Wednesday, November 03, 2004

 

We Lost .... Now What

“Change means movement. Movement means friction.
Only in the frictionless vacuum of a nonexistent abstract world
can movement or change occur without that abrasive friction of conflict.”
Saul Alinsky (1909-1972)

Depression is a very infrequent visitor to me. For whatever reasons - good parent models, inborn personality traits, et. al. - I’m usually an optimist. (“Disgustingly so in the mornings,” says my night owl daughter.) Oh I’m no Dr. Pangloss, but I usually manage to either ignore or sublimate life’s little vicissitudes.

Not so last evening. About midnight depression came knocking as CNN revealed the prodrome of what would, in dawn’s early light, a perfect storm of depression-provoking events. Virtually every candidate for whom I’d worked and ballot initiative for which I’d had high expectations went down in the antediluvian welter.

I tried heading off the depression by getting a little blasted on schnapps and getting to bed before the Force 5 cyclone made landfall in my living room. No help. This morning the only thing left afloat was a Florida State Constitutional Amendment mandating an immediate $1.00 increase to the minimum wage with annual adjustments based on inflation.
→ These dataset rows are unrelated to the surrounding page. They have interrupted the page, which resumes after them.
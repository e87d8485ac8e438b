use crate::{
    app::{AppContext, AppError},
    question::Metadata,
};
use axum::{
    extract::{rejection::JsonRejection, Path, State},
    response::{Html, IntoResponse},
    routing::{get, post},
    Json, Router,
};
use serde::{Deserialize, Serialize};
use serde_json::json;
use std::sync::Arc;
use tokio::signal;

const DEFAULT_NUM_RESULTS: i64 = 5;

#[derive(Clone)]
struct SharedState {
    ctx: Arc<AppContext>,
}

async fn shutdown_signal() {
    let ctrl_c = async {
        if let Err(err) = signal::ctrl_c().await {
            log::error!("failed to install Ctrl+C handler: {err}");
            std::future::pending::<()>().await;
        }
    };

    #[cfg(unix)]
    let terminate = async {
        match signal::unix::signal(signal::unix::SignalKind::terminate()) {
            Ok(mut sig) => {
                sig.recv().await;
            }
            Err(err) => {
                log::error!("failed to install signal handler: {err}");
                std::future::pending::<()>().await;
            }
        }
    };

    #[cfg(not(unix))]
    let terminate = std::future::pending::<()>();

    tokio::select! {
        _ = ctrl_c => {},
        _ = terminate => {},
    }

    log::warn!("shutting down");
}

fn router(ctx: Arc<AppContext>) -> Router {
    let shared_state = Arc::new(SharedState { ctx });

    Router::new()
        .route("/", get(index))
        .route("/search", post(search))
        .route("/get_answer/:answer_id", get(get_answer))
        .route("/scrape_answer/:question_id", get(scrape_answer))
        .route("/generate_ai_answer", post(generate_ai_answer))
        .layer(
            tower_http::trace::TraceLayer::new_for_http()
                .make_span_with(
                    tower_http::trace::DefaultMakeSpan::new().level(tracing::Level::INFO),
                )
                .on_response(
                    tower_http::trace::DefaultOnResponse::new().level(tracing::Level::INFO),
                ),
        )
        .with_state(shared_state)
}

async fn start_app(ctx: Arc<AppContext>, bind: &str) -> anyhow::Result<()> {
    let app = router(ctx);

    let listener = tokio::net::TcpListener::bind(bind).await?;
    log::info!("listening on {bind}");
    axum::serve(listener, app)
        .with_graceful_shutdown(shutdown_signal())
        .await?;

    Ok(())
}

pub fn start_daemon(ctx: Arc<AppContext>, bind: &str) -> anyhow::Result<()> {
    tokio::runtime::Builder::new_multi_thread()
        .enable_all()
        .build()?
        .block_on(async { start_app(ctx, bind).await })
}

#[derive(Debug)]
struct HttpError(AppError);

impl IntoResponse for HttpError {
    fn into_response(self) -> axum::response::Response {
        let status = match self.0 {
            AppError::InvalidInput(_) => axum::http::StatusCode::BAD_REQUEST,
            AppError::NotFound(_) => axum::http::StatusCode::NOT_FOUND,
            AppError::Upstream(_)
            | AppError::Reqwest(_)
            | AppError::Embedding(_)
            | AppError::Collection(_) => {
                log::error!("{self:?}");
                axum::http::StatusCode::INTERNAL_SERVER_ERROR
            }
        };

        (status, Json(json!({"error": self.0.to_string()}))).into_response()
    }
}

impl<E> From<E> for HttpError
where
    E: Into<AppError>,
{
    fn from(err: E) -> Self {
        Self(err.into())
    }
}

fn invalid_json(rejection: JsonRejection) -> HttpError {
    HttpError(AppError::InvalidInput(rejection.body_text()))
}

fn parse_id(raw: &str, what: &str) -> Result<u64, HttpError> {
    raw.parse()
        .map_err(|_| HttpError(AppError::InvalidInput(format!("Invalid {what}: {raw}"))))
}

async fn index() -> Html<&'static str> {
    Html(include_str!("../static/index.html"))
}

#[derive(Debug, Default, Deserialize)]
struct SearchRequest {
    query: Option<String>,
    num_results: Option<i64>,
}

#[derive(Debug, Default, Serialize, Deserialize)]
struct SearchResponse {
    ids: Vec<String>,
    titles: Vec<String>,
    distances: Vec<f32>,
    metadatas: Vec<Metadata>,
}

async fn search(
    State(state): State<Arc<SharedState>>,
    payload: Result<Json<SearchRequest>, JsonRejection>,
) -> Result<Json<SearchResponse>, HttpError> {
    let Json(payload) = payload.map_err(invalid_json)?;
    log::debug!("payload: {payload:?}");

    let query = payload.query.unwrap_or_default();
    let num_results = payload.num_results.unwrap_or(DEFAULT_NUM_RESULTS);
    if num_results < 1 {
        return Err(HttpError(AppError::InvalidInput(
            "num_results must be a positive integer.".to_string(),
        )));
    }

    let ctx = state.ctx.clone();
    let hits = tokio::task::block_in_place(move || ctx.search(&query, num_results as usize))?;

    let mut response = SearchResponse::default();
    for hit in hits {
        response.ids.push(hit.id);
        response.titles.push(hit.document);
        response.distances.push(hit.distance);
        response.metadatas.push(hit.metadata);
    }

    Ok(Json(response))
}

#[derive(Debug, Serialize, Deserialize)]
struct AnswerResponse {
    body: String,
}

async fn get_answer(
    State(state): State<Arc<SharedState>>,
    Path(answer_id): Path<String>,
) -> Result<Json<AnswerResponse>, HttpError> {
    let answer_id = parse_id(&answer_id, "answer id")?;
    let ctx = state.ctx.clone();

    let body = tokio::task::block_in_place(move || ctx.fetch_answer(answer_id))?;
    Ok(Json(AnswerResponse { body }))
}

async fn scrape_answer(
    State(state): State<Arc<SharedState>>,
    Path(question_id): Path<String>,
) -> Result<Json<AnswerResponse>, HttpError> {
    let question_id = parse_id(&question_id, "question id")?;
    let ctx = state.ctx.clone();

    let body = tokio::task::block_in_place(move || ctx.scrape_answer(question_id))?;
    Ok(Json(AnswerResponse { body }))
}

#[derive(Debug, Deserialize)]
struct GenerateRequest {
    #[serde(default)]
    prompt: String,
}

async fn generate_ai_answer(
    State(state): State<Arc<SharedState>>,
    payload: Result<Json<GenerateRequest>, JsonRejection>,
) -> Result<Json<AnswerResponse>, HttpError> {
    let Json(payload) = payload.map_err(invalid_json)?;
    let ctx = state.ctx.clone();

    let body = tokio::task::block_in_place(move || ctx.generate_answer(&payload.prompt))?;
    Ok(Json(AnswerResponse { body }))
}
OK, so my depression isn’t clinical but rather a failure of expectations. So what to do now? As my father used to say, “Do something even if it’s wrong.”

1. I’m sweeping the detritus of expectation - physical materials, emotional investment, unattained goals - off my desk, out of my computer, and out of my mind. I need a clean working space.
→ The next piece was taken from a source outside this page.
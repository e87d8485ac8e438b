mod context;
pub mod errors;

pub use context::AppContext;
pub use errors::AppError;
2. I’m evaluating the detritus as I sweep for anything that might be help me later. Not everything I did or thought was bad. Selective salvage is a useful art.

3. I’m picking up some deferred projects with renewed vigor and looking for some new ones.

4. I’m “changing” which means “movement”, “friction”, and “heat”. (See Alinsky in the epigraph.) In short, I’m looking for a fight. Soooo....

“Once more into the breach, dear friends, once more;
******
Stiffen the sinews, summon up the blood,
Disguise fair nature with hard-favour’d rage;
Then lend the eye a terrible aspect.”
Shakespeare, “Henry V”

Frank


Comments:
Frank, I know Sarah in Kentucky. I like your two posts so far. The quotes are awesome. Are you planning on writing more or are you going to lay low for a while? If you're going to write more, I'll link to you on my website, BlueGrassRoots.
 
O Illustrious Pater:

When will you update the site again?

La Prima Producta
 
Hello,

I've been browsing through your blog. I like it. I'm just making a comment to let you know, and to tell you that the good way to spell in proper latin it is OBITER DICTA (no "a" at the end of OBITER). I don't know if you care much about it, but I thought you would perhaps like to know.